Late on Sunday, Judge Alsup filed the final jury instructions and special verdict form (all of this limited to the current trial phase, which is focused on copyright). He adopted various proposals from both parties, but neither party will be completely satisfied with it. Depending on which party wins the verdict, we'll almost certainly see an appeal unless there's a settlement. Google has already filed some objections and I will comment later when I see both parties' objections. In other Sunday news, the parties made various filings with respect to their motions for judgment as a matter of law. I will address those at a later stage as well, with one exception (copyrightability instruction) that I'll talk about further below.
The jury will primarily have to decide on infringement and, if any infringement is found in any given area, the fair use defense. It won't get to decide on copyrightability (the parties agreed a while ago that this is a legal, not factual, question), and it won't render a complete verdict on Google's equitable defenses, though the form contains a couple of questions that the judge wants the jury to answer with a view to his analysis of those equitable defenses.
Even though the jury doesn't decide on copyrightability, what the final jury instructions say in this regard is important for the following four reasons (in no particular order):
The stronger Oracle's claim of copyrightability appears, the weaker Google's story looks in the eyes of the jury. Originally, the judge said he was going to instruct the jury that the structure, sequence and organization of the APIs are protected by copyright, a plan that Google opposed because it didn't want the jury to think that it has already lost on a key disputed question. The judge's first draft, which the judge filed on Thursday, stated that the jury "must assume" the copyrightability of the structure, sequence and organization of the APIs for the purposes of its deliberations. The final version says the following:
"For purposes of your deliberations, I instruct that the copyrights in question do cover the structure, sequence and organization of the compilable code."
Google's first objection relates to this.

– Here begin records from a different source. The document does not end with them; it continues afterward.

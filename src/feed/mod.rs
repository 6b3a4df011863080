//! Feed assembly: resolved page of items -> syndication document.
//!
//! # Module Structure
//!
//! ```text
//! feed/
//! ├── rewrite   # src/href absolutization for item bodies
//! └── rss       # RSS 2.0 serialization via the `rss` crate
//! ```
//!
//! Assembly is a pure transform: entries come out in input order, one per
//! item. Per-item work (URL generation, link rewriting) fans out over rayon
//! and is collected back in order.

mod rewrite;
mod rss;

pub use rewrite::absolutize_links;

use rayon::prelude::*;
use serde::Serialize;
use thiserror::Error;
use url::Url;

use crate::route::{GenerateError, PermalinkRegistry, PermalinkTemplate};
use crate::store::Item;
use crate::utils::date::DateTimeUtc;

/// Content type of the serialized feed.
pub const CONTENT_TYPE: &str = "text/xml; charset=UTF-8";

#[derive(Debug, Error)]
pub enum FeedError {
    #[error("cannot build URL for item `{slug}`: {source}")]
    ItemUrl {
        slug: String,
        #[source]
        source: GenerateError,
    },

    #[error("RSS validation failed: {0}")]
    Invalid(String),
}

/// Channel-level data of one feed document.
#[derive(Debug, Clone, PartialEq, Eq, Serialize)]
pub struct FeedMetadata {
    pub title: String,
    pub description: String,
    pub generator: String,
    /// Absolute site root, e.g. `https://example.com/blog/`
    pub site_url: String,
    /// Absolute URL of this feed
    pub feed_url: String,
    /// Refresh hint in minutes
    pub ttl: u32,
}

/// One feed entry.
#[derive(Debug, Clone, PartialEq, Eq, Serialize)]
pub struct FeedItem {
    pub title: String,
    /// Stable non-permalink identifier (the item uuid)
    pub guid: String,
    /// Absolute item URL
    pub url: String,
    pub published: Option<DateTimeUtc>,
    /// Tag names, in item order
    pub categories: Vec<String>,
    pub author: Option<String>,
    /// Body with absolute `src`/`href` references
    pub content: String,
}

/// Assembled feed, ready to serialize.
#[derive(Debug, Clone, PartialEq, Eq, Serialize)]
pub struct FeedDocument {
    pub metadata: FeedMetadata,
    pub items: Vec<FeedItem>,
}

impl FeedDocument {
    #[inline]
    pub const fn content_type(&self) -> &'static str {
        CONTENT_TYPE
    }

    /// Serialize as RSS 2.0 XML.
    pub fn to_xml(&self) -> Result<String, FeedError> {
        rss::render(self)
    }
}

/// Builds feed entries against one site root and one permalink snapshot.
#[derive(Debug, Clone, Copy)]
pub struct FeedAssembler<'a> {
    site_url: &'a Url,
    permalinks: &'a PermalinkRegistry,
    template: &'a PermalinkTemplate,
}

impl<'a> FeedAssembler<'a> {
    pub fn new(
        site_url: &'a Url,
        permalinks: &'a PermalinkRegistry,
        template: &'a PermalinkTemplate,
    ) -> Self {
        Self {
            site_url,
            permalinks,
            template,
        }
    }

    /// Build the document; entries keep the order of `items`.
    pub fn assemble(
        &self,
        metadata: FeedMetadata,
        items: &[Item],
    ) -> Result<FeedDocument, FeedError> {
        let items = items
            .par_iter()
            .map(|item| self.entry(item))
            .collect::<Result<Vec<_>, _>>()?;

        Ok(FeedDocument { metadata, items })
    }

    fn entry(&self, item: &Item) -> Result<FeedItem, FeedError> {
        let path = self
            .permalinks
            .path_for(self.template, item)
            .map_err(|source| FeedError::ItemUrl {
                slug: item.slug.clone(),
                source,
            })?;

        Ok(FeedItem {
            title: item.title.clone(),
            guid: item.uuid.clone(),
            url: self.absolute(path.as_str()),
            published: item.published(),
            categories: item.tags.iter().map(|tag| tag.name.clone()).collect(),
            author: item.author.as_ref().map(|author| author.name.clone()),
            content: absolutize_links(&item.html, self.site_url).into_owned(),
        })
    }

    /// Site-root-relative path -> absolute URL under the site root.
    fn absolute(&self, path: &str) -> String {
        let relative = path.trim_start_matches('/');
        match self.site_url.join(relative) {
            Ok(url) => url.into(),
            Err(_) => format!("{}{relative}", self.site_url),
        }
    }
}
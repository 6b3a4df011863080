//! RSS 2.0 serialization.
//!
//! Channel `<link>` points at the site root; the feed's own URL goes into an
//! `atom:link rel="self"` element.

use rss::extension::atom::{AtomExtension, Link};
use rss::{CategoryBuilder, ChannelBuilder, GuidBuilder, ItemBuilder, validation::Validate};

use super::{CONTENT_TYPE, FeedDocument, FeedError, FeedItem};
use crate::utils::date::DateTimeUtc;

pub(super) fn render(doc: &FeedDocument) -> Result<String, FeedError> {
    let meta = &doc.metadata;
    let items: Vec<_> = doc.items.iter().map(to_rss_item).collect();

    let self_link = Link {
        href: meta.feed_url.clone(),
        rel: "self".to_string(),
        mime_type: Some(CONTENT_TYPE.split(';').next().unwrap_or_default().to_string()),
        ..Default::default()
    };

    let channel = ChannelBuilder::default()
        .title(meta.title.clone())
        .link(meta.site_url.clone())
        .description(meta.description.clone())
        .generator(Some(meta.generator.clone()))
        .ttl(Some(meta.ttl.to_string()))
        .atom_ext(Some(AtomExtension {
            links: vec![self_link],
        }))
        .items(items)
        .build();

    channel
        .validate()
        .map_err(|e| FeedError::Invalid(e.to_string()))?;
    Ok(channel.to_string())
}

fn to_rss_item(item: &FeedItem) -> rss::Item {
    let categories = item
        .categories
        .iter()
        .map(|name| CategoryBuilder::default().name(name.clone()).build())
        .collect::<Vec<_>>();

    ItemBuilder::default()
        .title(Some(item.title.clone()))
        .link(Some(item.url.clone()))
        .guid(Some(
            GuidBuilder::default()
                .permalink(false)
                .value(item.guid.clone())
                .build(),
        ))
        .description(Some(item.content.clone()))
        .pub_date(item.published.map(DateTimeUtc::to_rfc2822))
        .categories(categories)
        .author(item.author.clone())
        .build()
}
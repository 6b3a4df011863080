//! Template command implementation.
//!
//! ```text
//! permaroute template /:year/:slug/ --field year=2015 --field slug=hello
//! permaroute template /:year/:slug/ --match /2015/hello/edit/
//! ```

use anyhow::Result;
use serde::Serialize;

use super::TemplateArgs;
use crate::log;
use crate::route::{Fields, PermalinkTemplate};

#[derive(Debug, Serialize)]
struct TemplateReport<'a> {
    template: &'a str,
    captures: Vec<&'a str>,
    date_fields: Vec<&'static str>,
    #[serde(skip_serializing_if = "Option::is_none")]
    generated: Option<String>,
    #[serde(skip_serializing_if = "Option::is_none")]
    matched: Option<Option<Fields>>,
}

pub fn run_template(args: &TemplateArgs) -> Result<()> {
    let template = PermalinkTemplate::compile(&args.template)?;
    let report = build_report(&template, args)?;

    log!("template"; "{} ({} captures)", report.template, report.captures.len());
    println!("{}", serde_json::to_string_pretty(&report)?);
    Ok(())
}

fn build_report<'a>(
    template: &'a PermalinkTemplate,
    args: &TemplateArgs,
) -> Result<TemplateReport<'a>> {
    let generated = if args.fields.is_empty() {
        None
    } else {
        let fields: Fields = args.fields.iter().cloned().collect();
        Some(template.pattern().generate(&fields)?.to_string())
    };

    Ok(TemplateReport {
        template: template.source(),
        captures: template.pattern().captures().collect(),
        date_fields: template.date_parts().iter().map(|part| part.field()).collect(),
        generated,
        matched: args.matches.as_deref().map(|path| template.match_path(path)),
    })
}

#[cfg(test)]
mod tests {
    use super::*;

    fn args(fields: &[(&str, &str)], matches: Option<&str>) -> TemplateArgs {
        TemplateArgs {
            template: "/:year/:month/:slug/".into(),
            fields: fields
                .iter()
                .map(|(k, v)| (k.to_string(), v.to_string()))
                .collect(),
            matches: matches.map(str::to_string),
        }
    }

    #[test]
    fn test_report_generate_and_match() {
        let args = args(
            &[("year", "2015"), ("month", "03"), ("slug", "hi")],
            Some("/2015/03/hi/edit/"),
        );
        let template = PermalinkTemplate::compile(&args.template).unwrap();
        let report = build_report(&template, &args).unwrap();

        assert_eq!(report.captures, ["year", "month", "slug"]);
        assert_eq!(report.date_fields, ["year", "month"]);
        assert_eq!(report.generated.as_deref(), Some("/2015/03/hi/"));
        let matched = report.matched.flatten().unwrap();
        assert_eq!(matched["edit"], "edit");
    }

    #[test]
    fn test_report_missing_field() {
        let args = args(&[("year", "2015")], None);
        let template = PermalinkTemplate::compile(&args.template).unwrap();
        assert!(build_report(&template, &args).is_err());
    }

    #[test]
    fn test_run_template_invalid() {
        let mut bad = args(&[], None);
        bad.template = "/:a/:a/".into();
        assert!(run_template(&bad).is_err());
    }
}
//! `[routes]` section configuration.
//!
//! # Example
//!
//! ```toml
//! [routes]
//! tag_base = "tag"                  # /tag/<slug>/
//! page_base = "page"                # /page/<n>/
//! feed_base = "rss"                 # /rss/, /tag/<slug>/rss/
//! legacy_permalink = "/:slug/"      # Static-page fallback grammar
//! edit_token = "edit"               # /<item>/edit/
//! editor_path = "/ghost/editor/"    # Edit redirect target, item id appended
//! ```

use serde::{Deserialize, Serialize};

use crate::route::PermalinkTemplate;

#[derive(Debug, Clone, PartialEq, Eq, Serialize, Deserialize)]
#[serde(default)]
pub struct RoutesConfig {
    /// Trailing segment that turns an item path into an edit redirect.
    pub edit_token: String,

    /// Editor location; the item id and a trailing slash are appended.
    pub editor_path: String,

    /// Fixed grammar for previously published static pages.
    pub legacy_permalink: String,

    pub tag_base: String,
    pub page_base: String,
    pub feed_base: String,
}

impl Default for RoutesConfig {
    fn default() -> Self {
        Self {
            edit_token: "edit".to_string(),
            editor_path: "/ghost/editor/".to_string(),
            legacy_permalink: "/:slug/".to_string(),
            tag_base: "tag".to_string(),
            page_base: "page".to_string(),
            feed_base: "rss".to_string(),
        }
    }
}

impl RoutesConfig {
    /// Editor path for one item: `/ghost/editor/42/`.
    pub fn editor_for(&self, id: u64) -> String {
        let base = self.editor_path.trim_end_matches('/');
        format!("{base}/{id}/")
    }

    pub(crate) fn validate(&self, errors: &mut Vec<String>) {
        for (name, value) in [
            ("routes.tag_base", &self.tag_base),
            ("routes.page_base", &self.page_base),
            ("routes.feed_base", &self.feed_base),
            ("routes.edit_token", &self.edit_token),
        ] {
            if !is_single_segment(value) {
                errors.push(format!("{name} must be one non-empty path segment, got `{value}`"));
            }
        }

        if !self.editor_path.starts_with('/') {
            errors.push(format!(
                "routes.editor_path must start with `/`, got `{}`",
                self.editor_path
            ));
        }

        if let Err(e) = PermalinkTemplate::compile(&self.legacy_permalink) {
            errors.push(format!("routes.legacy_permalink: {e}"));
        }
    }
}

fn is_single_segment(value: &str) -> bool {
    !value.is_empty() && !value.contains(['/', ':', '?', '#']) && value.trim() == value
}
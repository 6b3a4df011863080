//! Configuration error types.

use std::path::PathBuf;

use thiserror::Error;

use crate::route::TemplateError;

/// Configuration-related errors
#[derive(Debug, Error)]
pub enum ConfigError {
    #[error("IO error when reading `{0}`")]
    Io(PathBuf, #[source] std::io::Error),

    #[error("Config file parsing error")]
    Toml(#[from] toml::de::Error),

    #[error("Config validation error: {0}")]
    Validation(String),

    #[error("Invalid permalink template: {0}")]
    Template(#[from] TemplateError),
}
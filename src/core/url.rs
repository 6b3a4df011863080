//! URL path types for request and canonical paths.
//!
//! - Internal representation: always decoded (human-readable)
//! - Browser boundary: decode on input, encode on output

use std::sync::Arc;

use percent_encoding::{AsciiSet, CONTROLS, percent_decode_str, utf8_percent_encode};
use serde::{Deserialize, Serialize};

/// Characters escaped inside a single path segment on output.
const SEGMENT: &AsciiSet = &CONTROLS
    .add(b' ')
    .add(b'"')
    .add(b'#')
    .add(b'<')
    .add(b'>')
    .add(b'?')
    .add(b'`')
    .add(b'{')
    .add(b'}')
    .add(b'%');

/// Decoded request path as it arrived, minus query string and fragment.
///
/// Invariants:
/// - Always decoded (no percent-encoding)
/// - Always starts with `/`
/// - Slashes are preserved as received, so canonicalization can detect extras
#[derive(Debug, Clone, PartialEq, Eq, Hash)]
pub struct RequestPath {
    path: Arc<str>,
}

impl RequestPath {
    /// Create from a browser URL path (decode percent-encoding, strip query/fragment).
    pub fn from_browser(encoded: &str) -> Self {
        let path = encoded
            .trim()
            .split(['?', '#'])
            .next()
            .unwrap_or_default();
        let decoded = percent_decode_str(path)
            .decode_utf8()
            .map(|s| s.into_owned())
            .unwrap_or_else(|_| path.to_string());

        let normalized = if decoded.starts_with('/') {
            decoded
        } else {
            format!("/{decoded}")
        };

        Self {
            path: Arc::from(normalized),
        }
    }

    #[inline]
    pub fn as_str(&self) -> &str {
        &self.path
    }

    /// Non-empty `/`-separated segments.
    pub fn segments(&self) -> Vec<&str> {
        split_segments(&self.path)
    }
}

impl std::fmt::Display for RequestPath {
    fn fmt(&self, f: &mut std::fmt::Formatter<'_>) -> std::fmt::Result {
        f.write_str(&self.path)
    }
}

impl From<&str> for RequestPath {
    fn from(s: &str) -> Self {
        Self::from_browser(s)
    }
}

/// Decoded canonical page path.
///
/// Invariants:
/// - Always decoded (no percent-encoding)
/// - Always starts and ends with `/`
#[derive(Debug, Clone, PartialEq, Eq, Hash, PartialOrd, Ord)]
pub struct UrlPath(Arc<str>);

impl UrlPath {
    /// Create page URL (with trailing slash). Normalizes leading/trailing slashes.
    pub fn from_page(decoded: &str) -> Self {
        let trimmed = decoded.trim();

        if trimmed.is_empty() || trimmed == "/" {
            return Self(Arc::from("/"));
        }

        let with_leading = if trimmed.starts_with('/') {
            trimmed.to_string()
        } else {
            format!("/{trimmed}")
        };

        let normalized = if with_leading.ends_with('/') {
            with_leading
        } else {
            format!("{with_leading}/")
        };

        Self(Arc::from(normalized))
    }

    /// Build a page URL from segments: `["tag", "news"]` -> `/tag/news/`.
    pub fn from_segments<S: AsRef<str>>(segments: &[S]) -> Self {
        if segments.is_empty() {
            return Self(Arc::from("/"));
        }
        let mut path = String::from("/");
        for segment in segments {
            path.push_str(segment.as_ref());
            path.push('/');
        }
        Self(Arc::from(path))
    }

    #[inline]
    pub fn as_str(&self) -> &str {
        &self.0
    }

    /// Encode for browser (percent-encode each segment).
    pub fn to_encoded(&self) -> String {
        self.0
            .split('/')
            .map(|segment| utf8_percent_encode(segment, SEGMENT).to_string())
            .collect::<Vec<_>>()
            .join("/")
    }

    /// Check if this is the site root.
    #[inline]
    pub fn is_root(&self) -> bool {
        self.0.as_ref() == "/"
    }
}

impl std::fmt::Display for UrlPath {
    fn fmt(&self, f: &mut std::fmt::Formatter<'_>) -> std::fmt::Result {
        write!(f, "{}", self.0)
    }
}

impl Default for UrlPath {
    fn default() -> Self {
        Self::from_page("/")
    }
}

impl AsRef<str> for UrlPath {
    fn as_ref(&self) -> &str {
        &self.0
    }
}

impl PartialEq<str> for UrlPath {
    fn eq(&self, other: &str) -> bool {
        self.0.as_ref() == other
    }
}

impl PartialEq<&str> for UrlPath {
    fn eq(&self, other: &&str) -> bool {
        self.0.as_ref() == *other
    }
}

impl Serialize for UrlPath {
    fn serialize<S>(&self, serializer: S) -> Result<S::Ok, S::Error>
    where
        S: serde::Serializer,
    {
        self.0.serialize(serializer)
    }
}

impl<'de> Deserialize<'de> for UrlPath {
    fn deserialize<D>(deserializer: D) -> Result<Self, D::Error>
    where
        D: serde::Deserializer<'de>,
    {
        let s = String::deserialize(deserializer)?;
        Ok(Self::from_page(&s))
    }
}

/// Split a path into its non-empty `/`-separated segments.
#[inline]
pub fn split_segments(path: &str) -> Vec<&str> {
    path.split('/').filter(|s| !s.is_empty()).collect()
}

/// Normalize a mount subdirectory to `/x/y` form (empty for the root mount).
pub fn normalize_subdir(subdir: &str) -> String {
    let segments = split_segments(subdir.trim());
    if segments.is_empty() {
        String::new()
    } else {
        format!("/{}", segments.join("/"))
    }
}
//! Command-line interface definitions.

use clap::{ColorChoice, Parser, Subcommand};
use std::path::PathBuf;

/// Permalink resolution and canonicalization toolkit
#[derive(Parser, Debug, Clone)]
#[command(version, about, long_about = None, arg_required_else_help = true)]
pub struct Cli {
    /// Control colored output (auto, always, never)
    #[arg(long, global = true, default_value = "auto")]
    pub color: ColorChoice,

    /// Config file path (built-in defaults when omitted)
    #[arg(short = 'C', long, global = true, value_hint = clap::ValueHint::FilePath)]
    pub config: Option<PathBuf>,

    /// Enable verbose output for debugging
    #[arg(short = 'V', long, global = true)]
    pub verbose: bool,

    /// subcommands
    #[command(subcommand)]
    pub command: Commands,
}

/// Available subcommands
#[derive(Subcommand, Debug, Clone)]
pub enum Commands {
    /// Resolve a request path against a site fixture
    #[command(visible_alias = "r")]
    Resolve {
        #[command(flatten)]
        args: ResolveArgs,
    },

    /// Compile a permalink template, then match or generate paths with it
    #[command(visible_alias = "t")]
    Template {
        #[command(flatten)]
        args: TemplateArgs,
    },
}

/// Resolve command arguments.
#[derive(clap::Args, Debug, Clone)]
pub struct ResolveArgs {
    /// Request path, e.g. `/tag/news/page/2/`
    #[arg(value_name = "PATH")]
    pub path: String,

    /// Site fixture: settings, themes and items (TOML)
    #[arg(short, long, value_hint = clap::ValueHint::FilePath)]
    pub site: PathBuf,

    /// Pretty-print JSON output
    #[arg(short, long)]
    pub pretty: bool,
}

/// Template command arguments.
#[derive(clap::Args, Debug, Clone)]
pub struct TemplateArgs {
    /// Permalink template, e.g. `/:year/:month/:day/:slug/`
    #[arg(value_name = "TEMPLATE")]
    pub template: String,

    /// Field for path generation (repeatable)
    #[arg(short, long = "field", value_name = "KEY=VALUE", value_parser = parse_field)]
    pub fields: Vec<(String, String)>,

    /// Path to match against the template (edit suffix allowed)
    #[arg(short, long = "match", value_name = "PATH")]
    pub matches: Option<String>,
}

fn parse_field(raw: &str) -> Result<(String, String), String> {
    match raw.split_once('=') {
        Some((key, value)) if !key.trim().is_empty() => {
            Ok((key.trim().to_string(), value.to_string()))
        }
        _ => Err(format!("expected KEY=VALUE, got `{raw}`")),
    }
}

Google says the jury should be told the opposite. Google can't claim prejudice because either the instruction is right or Google is right. If the instruction is right, Google isn't prejudiced (if anyone is prejudiced in that case, it's Oracle because the statement would be even clearer otherwise). If Google is right, it wins the case regardless of the jury verdict.
I believe the final instruction on copyrightability is considerably more favorable to Oracle than the "must assume" version, though there may very well be people who are more impressed by being told they "must assume" something.
The instructions provide at least a hint as to where the judge stands on the key issues.
I have already expressed my belief that the judge wouldn't even be holding this jury trial if Oracle didn't have a reasonably good chance of prevailing on copyrightability. I have read the decisions on which the parties base their arguments and those are clearly in Oracle's favor, especially the Ninth Circuit decision in Johnson Controls v. Phoenix Control Systems.
The scope of what is copyrightable for the purposes of this trial obviously influences the likelihood of Google being found to infringe. In this regard, Oracle won an important insertion:
"While individual names are not protectable on a standalone basis, names must necessarily be used as part of the structure, sequence, and organization and are to that extent protectable by copyright."
This is actually just consistent with what the judge wrote in an order denying a Google motion for summary judgment on Oracle's copyright claims last summer. That sentence is so very important because it's really the names (a massive number of them, in fact) that the jury can easily identify when looking for virtually identical or substantially similar elements. The structure, sequence and organization would also be identifiable, but that's a much more abstract concept if one has to assume at the same time that the names themselves are not protected.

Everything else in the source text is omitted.